**DESCRIPTION OF THE TASK:**
Go through the data and copy each line where the string "bool" appears.

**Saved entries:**

* * *

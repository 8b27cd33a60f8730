mod memory;

use crate::{
    db::query::Query,
    model::{JoinDef, ModelDef},
    value::{Key, Value},
};
use derive_more::Display;
use std::collections::BTreeMap;
use thiserror::Error as ThisError;

// re-exports
pub use memory::{MemoryStorage, StorageCall};

///
/// Row
/// Plain field map exchanged with storage.
///

pub type Row = BTreeMap<String, Value>;

///
/// JoinRow
///
/// One link row of a join model, oriented by the `JoinDef` it was read
/// through: `local` references the owner, `remote` the target.
///

#[derive(Clone, Debug, Eq, Hash, Ord, PartialEq, PartialOrd)]
pub struct JoinRow {
    pub local: Key,
    pub remote: Key,
}

///
/// StorageOp
/// Storage call kinds, used for diagnostics and fault injection.
///

#[derive(Clone, Copy, Debug, Display, Eq, Hash, Ord, PartialEq, PartialOrd)]
pub enum StorageOp {
    #[display("fetch")]
    Fetch,
    #[display("insert")]
    Insert,
    #[display("update")]
    Update,
    #[display("delete")]
    Delete,
    #[display("fetch_join_rows")]
    FetchJoinRows,
    #[display("insert_join_row")]
    InsertJoinRow,
    #[display("delete_join_row")]
    DeleteJoinRow,
    #[display("begin")]
    Begin,
    #[display("commit")]
    Commit,
    #[display("rollback")]
    Rollback,
}

///
/// StorageError
///

#[derive(Clone, Debug, Eq, PartialEq, ThisError)]
pub enum StorageError {
    #[error("connection failure: {0}")]
    Connection(String),

    #[error("constraint violation: {0}")]
    Constraint(String),

    #[error("row not found: {0}")]
    NotFound(String),

    #[error("backend error: {0}")]
    Backend(String),
}

///
/// StorageConnection
///
/// Opaque collaborator that executes model-level reads and writes.
///
/// Connections interpret `Query` natively (conditions, projection, order,
/// paging, grouping). Every key-membership filter the engine needs is
/// appended to `Query::conditions` as a `Predicate::In`.
///

pub trait StorageConnection {
    /// Rows of `model` matching `query`.
    fn fetch(&self, model: &ModelDef, query: &Query) -> Result<Vec<Row>, StorageError>;

    /// Insert a row and return its primary key (assigned if absent).
    fn insert(&self, model: &ModelDef, fields: &Row) -> Result<Key, StorageError>;

    /// Update the row with `key`; `false` when no such row exists.
    fn update(&self, model: &ModelDef, key: &Key, fields: &Row) -> Result<bool, StorageError>;

    /// Delete the row with `key`; `false` when no such row exists.
    fn delete(&self, model: &ModelDef, key: &Key) -> Result<bool, StorageError>;

    /// Join rows whose `join.local_key` is one of `locals`.
    fn fetch_join_rows(
        &self,
        join: &JoinDef,
        locals: &[Key],
    ) -> Result<Vec<JoinRow>, StorageError>;

    /// Link `local` to `remote`; `false` when the link already exists.
    fn insert_join_row(
        &self,
        join: &JoinDef,
        local: &Key,
        remote: &Key,
    ) -> Result<bool, StorageError>;

    /// Unlink `local` from `remote`; `false` when no link existed.
    fn delete_join_row(
        &self,
        join: &JoinDef,
        local: &Key,
        remote: &Key,
    ) -> Result<bool, StorageError>;
}

///
/// TransactionScope
///
/// Optional capability: connections that can group writes atomically.
/// Nesting is connection-defined; the engine only opens one scope at a time.
///

pub trait TransactionScope {
    fn begin(&self) -> Result<(), StorageError>;
    fn commit(&self) -> Result<(), StorageError>;
    fn rollback(&self) -> Result<(), StorageError>;
}

impl<S: StorageConnection + ?Sized> StorageConnection for &S {
    fn fetch(&self, model: &ModelDef, query: &Query) -> Result<Vec<Row>, StorageError> {
        (**self).fetch(model, query)
    }

    fn insert(&self, model: &ModelDef, fields: &Row) -> Result<Key, StorageError> {
        (**self).insert(model, fields)
    }

    fn update(&self, model: &ModelDef, key: &Key, fields: &Row) -> Result<bool, StorageError> {
        (**self).update(model, key, fields)
    }

    fn delete(&self, model: &ModelDef, key: &Key) -> Result<bool, StorageError> {
        (**self).delete(model, key)
    }

    fn fetch_join_rows(
        &self,
        join: &JoinDef,
        locals: &[Key],
    ) -> Result<Vec<JoinRow>, StorageError> {
        (**self).fetch_join_rows(join, locals)
    }

    fn insert_join_row(
        &self,
        join: &JoinDef,
        local: &Key,
        remote: &Key,
    ) -> Result<bool, StorageError> {
        (**self).insert_join_row(join, local, remote)
    }

    fn delete_join_row(
        &self,
        join: &JoinDef,
        local: &Key,
        remote: &Key,
    ) -> Result<bool, StorageError> {
        (**self).delete_join_row(join, local, remote)
    }
}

* * *

**OUTPUT FOR THIS TASK:**
    fn update(&self, model: &ModelDef, key: &Key, fields: &Row) -> Result<bool, StorageError>;
    fn delete(&self, model: &ModelDef, key: &Key) -> Result<bool, StorageError>;
    ) -> Result<bool, StorageError>;
    ) -> Result<bool, StorageError>;
    fn update(&self, model: &ModelDef, key: &Key, fields: &Row) -> Result<bool, StorageError> {
    fn delete(&self, model: &ModelDef, key: &Key) -> Result<bool, StorageError> {
    ) -> Result<bool, StorageError> {
    ) -> Result<bool, StorageError> {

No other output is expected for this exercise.